Original Link: https://www.anandtech.com/show/2043



Visit with Intel

For the past two years Intel has been holding workshops in Oregon, where they invite a few of the hardware sites to view their upcoming technology. In May of this year, AnandTech made their way up to Oregon to have a look at Woodcrest. While we were there we were presented with the normal marketing hoorah, what product launch is without that? But we also had some quite interesting presentations like Virtualization, and where Intel sees that market going (it's going sky-high for those that haven't been keeping up with it).

While in Oregon, we also took a look at a running Clovertown machine. Clovertown is the code name for Intel's quad-core chip, which is coming out in early 2007. It will be a drop-in part to most Woodcrest systems, running at 1066MHz FSB. How's that for upgradeability: 4-way to 8-way in under 20 minutes (your mileage may vary).

The Birth of a New King

Out with the old, and in with the new (or so they say). In April of 2003, AMD launched their Opteron enterprise microprocessor. Since then, Opteron has been steadily chewing into Intel's server market share. To think that Intel was not going to re-tool would have been naïve, although it did take Intel a long time. Not only did they produce what we think is the best two socket server processor on the market today, but they have quad-core up their sleeve and it will most likely release before AMD has an answer to Woodcrest. We already took a look at Woodcrest running on Linux, and we're ready to follow up with some analysis of Windows Server performance.

Woodcrest will share the Bensley platform with Dempsey, although we suspect Dempsey will fade away once Woodcrest parts are shipping in volume. Dempsey may have competed in terms of performance, but power consumption was not even in the same ball-park thanks to Woodcrest's new Core micro-architecture. The new processor features a 4MB L2 cache shared between each of its two cores and a 1333MHz Dual-Independent Bus architecture. Clock speeds for the Woodcrest launch will start at 1.6GHz and top out at 3.0GHz, and power consumption for the parts will range from 65W to 85W for the top bin part (3.0Ghz). The lower clocked 1.6GHz & 1.86GHz parts will run at 1066MHz FSB while the 2.0-3.0GHz parts will run at 1333MHz FSB. Intel also plans to ship a 40W version of the chip later this year that will run at 2.33GHz.





Architecture Summary


Woodcrest's home is a newer revision of the Bensley platform than what Dempsey launched with, which means that it's a drop-in part for newer Bensley based systems. If all goes to plan Clovertown (Quad-Core Xeon) should be a drop-in upgrade as well (depending on the system vendor). As we discussed in our Dempsey article, the Bensley platform features FB-DIMM with a peak bandwidth of 21GB/sec, SAS/SATA support and 1066/1333MHz FSB.

Woodcrest Highlights:

Shared 4MB L2 "Smart Cache"
Dempsey based processors had a separate 2MB L2 cache for each core, but Woodcrest has 4MB of L2 Cache shared between both cores. Due to the fact that the cores share a single cache, there is no data replication like there is with separate L2 caches; this results in more efficient data-sharing between cores. The shared cache also helps with mismatched loads: when one core is consistently using more cache than the other core, the CPU can allocate more L2 cache to that core. Both of these techniques are illustrated below.
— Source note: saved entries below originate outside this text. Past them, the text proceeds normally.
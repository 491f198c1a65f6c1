//! Routing Actor
//!
//! This module provides an async actor owning a [`StreamRouteCollection`].
//! Every registry change and every reconsideration cycle is processed by the
//! actor, so the collection is never touched from two tasks at once.
//!
//! # Architecture
//!
//! The actor receives commands through a channel and emits events through
//! another. Callers:
//! - Send registry commands (add routes, add/remove streams, device changes)
//! - Request reconsideration cycles and get the [`CycleReport`] back
//! - Receive every [`RoutingEvent`] through a single stream
//!
//! # Example
//!
//! ```rust,ignore
//! use route_mux::actor::{run_routing_actor, RoutingActorCommand};
//! use route_mux::{NoopCommit, RoutingConfig};
//! use tokio::sync::mpsc;
//!
//! let (cmd_tx, cmd_rx) = mpsc::channel(256);
//! let (event_tx, mut event_rx) = mpsc::channel(256);
//!
//! tokio::spawn(run_routing_actor(
//!     cmd_rx,
//!     event_tx,
//!     RoutingConfig::default(),
//!     Box::new(NoopCommit),
//! ));
//! ```

use std::fmt;
use std::sync::Arc;

use route_types::{DeviceMask, IoStream, StreamRoute};
use tokio::sync::{mpsc, oneshot};
use tracing::{debug, info, warn};

use crate::engine::{CycleMasks, CycleReport, RoutingCommit, RoutingConfig, StreamRouteCollection};
use crate::error::RoutingError;
use crate::events::RoutingEvent;

/// Commands sent to the routing actor
pub enum RoutingActorCommand {
    /// Register a route
    AddRoute {
        /// The route to register
        route: Box<dyn StreamRoute>,
        /// Whether the route was accepted
        response: oneshot::Sender<bool>,
    },

    /// Queue a stream for routing
    AddStream {
        /// The stream to queue
        stream: Arc<dyn IoStream>,
    },

    /// Remove a stream from routing
    RemoveStream {
        /// The stream to remove
        stream: Arc<dyn IoStream>,
    },

    /// A device was connected or disconnected
    DeviceConnectionState {
        /// The device
        device: DeviceMask,
        /// Connected (true) or disconnected (false)
        connected: bool,
    },

    /// Run a reconsideration cycle
    Reconsider {
        /// Run the device phases even if nothing changed
        force: bool,
        /// Channel to send back the cycle report
        response: oneshot::Sender<CycleReport>,
    },

    /// Query the current masks of both directions
    QueryMasks {
        /// Channel to send back the masks
        response: oneshot::Sender<CycleMasks>,
    },

    /// Render the registry dump
    Dump {
        /// Channel to send back the dump
        response: oneshot::Sender<String>,
    },

    /// Start a new cycle without matching
    ResetAvailability,

    /// Drop every route
    Reset,

    /// Shutdown the actor
    Shutdown,
}

impl fmt::Debug for RoutingActorCommand {
    fn fmt(&self, f: &mut fmt::Formatter<'_>) -> fmt::Result {
        match self {
            RoutingActorCommand::AddRoute { route, .. } => f
                .debug_struct("AddRoute")
                .field("key", &route.key())
                .finish_non_exhaustive(),
            RoutingActorCommand::AddStream { stream } => f
                .debug_struct("AddStream")
                .field("stream", &stream.name())
                .finish(),
            RoutingActorCommand::RemoveStream { stream } => f
                .debug_struct("RemoveStream")
                .field("stream", &stream.name())
                .finish(),
            RoutingActorCommand::DeviceConnectionState { device, connected } => f
                .debug_struct("DeviceConnectionState")
                .field("device", device)
                .field("connected", connected)
                .finish(),
            RoutingActorCommand::Reconsider { force, .. } => f
                .debug_struct("Reconsider")
                .field("force", force)
                .finish_non_exhaustive(),
            RoutingActorCommand::QueryMasks { .. } => f.write_str("QueryMasks"),
            RoutingActorCommand::Dump { .. } => f.write_str("Dump"),
            RoutingActorCommand::ResetAvailability => f.write_str("ResetAvailability"),
            RoutingActorCommand::Reset => f.write_str("Reset"),
            RoutingActorCommand::Shutdown => f.write_str("Shutdown"),
        }
    }
}

/// Cloneable client for the routing actor
#[derive(Debug, Clone)]
pub struct RoutingHandle {
    cmd_tx: mpsc::Sender<RoutingActorCommand>,
}

impl RoutingHandle {
    /// Wrap the command side of the actor's channel
    pub fn new(cmd_tx: mpsc::Sender<RoutingActorCommand>) -> Self {
        Self { cmd_tx }
    }

    async fn send(&self, cmd: RoutingActorCommand) -> Result<(), RoutingError> {
        self.cmd_tx
            .send(cmd)
            .await
            .map_err(|_| RoutingError::ActorUnavailable)
    }

    async fn request<T>(
        &self,
        make: impl FnOnce(oneshot::Sender<T>) -> RoutingActorCommand,
    ) -> Result<T, RoutingError> {
        let (tx, rx) = oneshot::channel();
        self.send(make(tx)).await?;
        rx.await.map_err(|_| RoutingError::ActorUnavailable)
    }

    /// Register a route, returns whether it was accepted
    pub async fn add_route(&self, route: Box<dyn StreamRoute>) -> Result<bool, RoutingError> {
        self.request(|response| RoutingActorCommand::AddRoute { route, response })
            .await
    }

    /// Queue a stream for routing
    pub async fn add_stream(&self, stream: Arc<dyn IoStream>) -> Result<(), RoutingError> {
        self.send(RoutingActorCommand::AddStream { stream }).await
    }

    /// Remove a stream from routing
    pub async fn remove_stream(&self, stream: Arc<dyn IoStream>) -> Result<(), RoutingError> {
        self.send(RoutingActorCommand::RemoveStream { stream }).await
    }

    /// Report a device connection change
    pub async fn device_connection_state(
        &self,
        device: DeviceMask,
        connected: bool,
    ) -> Result<(), RoutingError> {
        self.send(RoutingActorCommand::DeviceConnectionState { device, connected })
            .await
    }

    /// Run a reconsideration cycle
    pub async fn reconsider(&self, force: bool) -> Result<CycleReport, RoutingError> {
        self.request(|response| RoutingActorCommand::Reconsider { force, response })
            .await
    }

    /// Current masks of both directions
    pub async fn masks(&self) -> Result<CycleMasks, RoutingError> {
        self.request(|response| RoutingActorCommand::QueryMasks { response })
            .await
    }

    /// Registry dump
    pub async fn dump(&self) -> Result<String, RoutingError> {
        self.request(|response| RoutingActorCommand::Dump { response })
            .await
    }

    /// Ask the actor to stop
    pub async fn shutdown(&self) -> Result<(), RoutingError> {
        self.send(RoutingActorCommand::Shutdown).await
    }
}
Wide Dynamic Execution Enhancements
With the Intel Core micro-architecture, every execution core is 33% wider than previous generations, allowing each core to fetch, dispatch, execute and retire up to four full instructions simultaneously. The Opteron - as well as all previous NetBurst Xeon processors - can only handle 3 at a time.

Macro Fusion
Macro-fusion combines certain common x86 instructions into a single instruction for execution. Without Macro-fusion four instructions at a time are fetched from the queue and each instruction gets decoded into separate micro-ops. With Macro Fusion, 5 instructions can be fetched at a time, and if a fusable pair is present it can be sent to a single decoder. A single micro-op can then represent two regular x86 instructions.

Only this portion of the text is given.